▶ [DIRECTIONS]: Using the entries below, output each line exactly from the first through the one that contains "message carrier —".

▶ [SOURCE MATERIAL]:

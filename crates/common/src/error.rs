use serde::{Deserialize, Serialize};
use thiserror::Error;

/// Flat classification of every error the gateway can surface, shared by
/// the Retry Policy (to decide whether to retry) and the HTTP edge (to
/// pick a status code). This is a classification, not a message carrier —
/// component errors carry their own text and map onto one of these kinds.
#[derive(Clone, Copy, Debug, PartialEq, Eq, Serialize, Deserialize)]
#[serde(rename_all = "snake_case")]
pub enum ErrorKind {
    // Input
    InvalidUrl,
    InsecureScheme,
    InvalidConfig,
    InvalidParameters,

    // Tenancy
    Unauthorized,
    Forbidden,
    DuplicateName,
    NotFound,
    ToolDisabled,

    // Discovery
    NoSpecFound,
    SpecTooLarge,
    SpecParseFailed,
    ExternalRefBlocked,
    NeedsConfirmation,

    // Security
    InternalAddressBlocked,
    CredentialsInvalid,
    AuthError,

    // Execution
    RateLimitedLocal,
    RateLimitedUpstream,
    UpstreamError,
    UpstreamClientError,
    Network,
    ToolUnhealthy,
    DeadlineExceeded,
    Cancelled,

    // Internal
    StorageUnavailable,
    VaultUnavailable,
}

impl ErrorKind {
    /// HTTP status code the edge should map this kind to.
    pub fn http_status(self) -> u16 {
        match self {
            Self::InvalidUrl
            | Self::InsecureScheme
            | Self::InvalidConfig
            | Self::InvalidParameters => 400,
            Self::Unauthorized => 401,
            Self::Forbidden | Self::AuthError => 403,
            Self::NotFound => 404,
            Self::DuplicateName => 409,
            Self::ToolDisabled => 409,
            Self::NoSpecFound
            | Self::SpecParseFailed
            | Self::ExternalRefBlocked
            | Self::SpecTooLarge => 422,
            Self::NeedsConfirmation => 200,
            Self::InternalAddressBlocked => 400,
            Self::CredentialsInvalid => 422,
            Self::RateLimitedLocal | Self::RateLimitedUpstream => 429,
            Self::UpstreamClientError => 502,
            Self::UpstreamError | Self::Network => 502,
            Self::ToolUnhealthy => 503,
            Self::DeadlineExceeded => 504,
            Self::Cancelled => 499,
            Self::StorageUnavailable | Self::VaultUnavailable => 503,
        }
    }

    /// Whether an internal-dependency error warrants the bounded retry
    /// described.
    pub fn is_internal_transient(self) -> bool {
        matches!(self, Self::StorageUnavailable | Self::VaultUnavailable)
    }

    /// The wire `code` string.
    pub fn code(self) -> &'static str {
        match self {
            Self::InvalidUrl => "invalid_url",
            Self::InsecureScheme => "insecure_scheme",
            Self::InvalidConfig => "invalid_config",
            Self::InvalidParameters => "invalid_parameters",
            Self::Unauthorized => "unauthorized",
            Self::Forbidden => "forbidden",
            Self::DuplicateName => "duplicate_name",
            Self::NotFound => "not_found",
            Self::ToolDisabled => "tool_disabled",
            Self::NoSpecFound => "no_spec_found",
            Self::SpecTooLarge => "spec_too_large",
            Self::SpecParseFailed => "spec_parse_failed",
            Self::ExternalRefBlocked => "external_ref_blocked",
            Self::NeedsConfirmation => "needs_confirmation",
            Self::InternalAddressBlocked => "internal_address_blocked",
            Self::CredentialsInvalid => "credentials_invalid",
            Self::AuthError => "auth_error",
            Self::RateLimitedLocal => "rate_limited_local",
            Self::RateLimitedUpstream => "rate_limited_upstream",
            Self::UpstreamError => "upstream_error",
            Self::UpstreamClientError => "upstream_client_error",
            Self::Network => "network",
            Self::ToolUnhealthy => "tool_unhealthy",
            Self::DeadlineExceeded => "deadline_exceeded",
            Self::Cancelled => "cancelled",
            Self::StorageUnavailable => "storage_unavailable",
            Self::VaultUnavailable => "vault_unavailable",
        }
    }
}

/// Top-level error type for toolgate operations that don't already carry
/// a more specific component error (`VaultError`, `StoreError`, ...).
#[derive(Debug, Error)]
pub enum ToolgateError {
    #[error("{message}")]
    Classified { kind: ErrorKind, message: String },

    #[error("serialization error: {0}")]
    Serialization(#[from] serde_json::Error),
}

impl ToolgateError {
    pub fn new(kind: ErrorKind, message: impl Into<String>) -> Self {
        Self::Classified {
            kind,
            message: message.into(),
        }
    }

    pub fn kind(&self) -> ErrorKind {
        match self {
            Self::Classified { kind, .. } => *kind,
            Self::Serialization(_) => ErrorKind::InvalidConfig,
        }
    }
}

pub type Result<T> = std::result::Result<T, ToolgateError>;
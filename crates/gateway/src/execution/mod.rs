mod auth;
mod cancellation;
mod engine;
mod http_client;

pub use cancellation::{scoped_key, CancellationRegistry};
pub use engine::{ExecutionEngine, ExecutionOutcome};

use toolgate_common::error::ErrorKind;
use toolgate_common::types::{AttemptRecord, ExecutionRecord};

#[derive(Debug)]
pub enum ExecutionError {
    NotFound(String),
    InvalidParameters(String),
    ToolDisabled,
    ToolUnhealthy,
    RateLimited,
    DeadlineExceeded(ExecutionRecord, Vec<AttemptRecord>),
    Cancelled(ExecutionRecord, Vec<AttemptRecord>),
    Upstream(ErrorKind, ExecutionRecord, Vec<AttemptRecord>),
}

impl ExecutionError {
    pub fn kind(&self) -> ErrorKind {
        match self {
            Self::NotFound(_) => ErrorKind::NotFound,
            Self::InvalidParameters(_) => ErrorKind::InvalidParameters,
            Self::ToolDisabled => ErrorKind::ToolDisabled,
            Self::ToolUnhealthy => ErrorKind::ToolUnhealthy,
            Self::RateLimited => ErrorKind::RateLimitedLocal,
            Self::DeadlineExceeded(..) => ErrorKind::DeadlineExceeded,
            Self::Cancelled(..) => ErrorKind::Cancelled,
            Self::Upstream(kind, ..) => *kind,
        }
    }

    pub fn message(&self) -> String {
        match self {
            Self::NotFound(name) => format!("action `{name}` not found"),
            Self::InvalidParameters(detail) => detail.clone(),
            Self::ToolDisabled => "tool is disabled".to_string(),
            Self::ToolUnhealthy => "tool is currently unhealthy".to_string(),
            Self::RateLimited => "rate limit exceeded".to_string(),
            Self::DeadlineExceeded(..) => "execution deadline exceeded".to_string(),
            Self::Cancelled(..) => "execution cancelled by caller".to_string(),
            Self::Upstream(kind, ..) => format!("upstream call failed: {}", kind.code()),
        }
    }

    /// Attempt/Execution Records accumulated before the error surfaced,
    /// for the caller to persist via the Audit Ledger regardless of
    /// outcome.
    pub fn into_record(self) -> Option<(ExecutionRecord, Vec<AttemptRecord>)> {
        match self {
            Self::DeadlineExceeded(record, attempts)
            | Self::Cancelled(record, attempts)
            | Self::Upstream(_, record, attempts) => Some((record, attempts)),
            _ => None,
        }
    }
}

▶ [ANSWER BOX]:
filename crates/common/src/error.rs
use serde::{Deserialize, Serialize};
use thiserror::Error;

/// Flat classification of every error the gateway can surface, shared by
/// the Retry Policy (to decide whether to retry) and the HTTP edge (to
/// pick a status code). This is a classification, not a message carrier —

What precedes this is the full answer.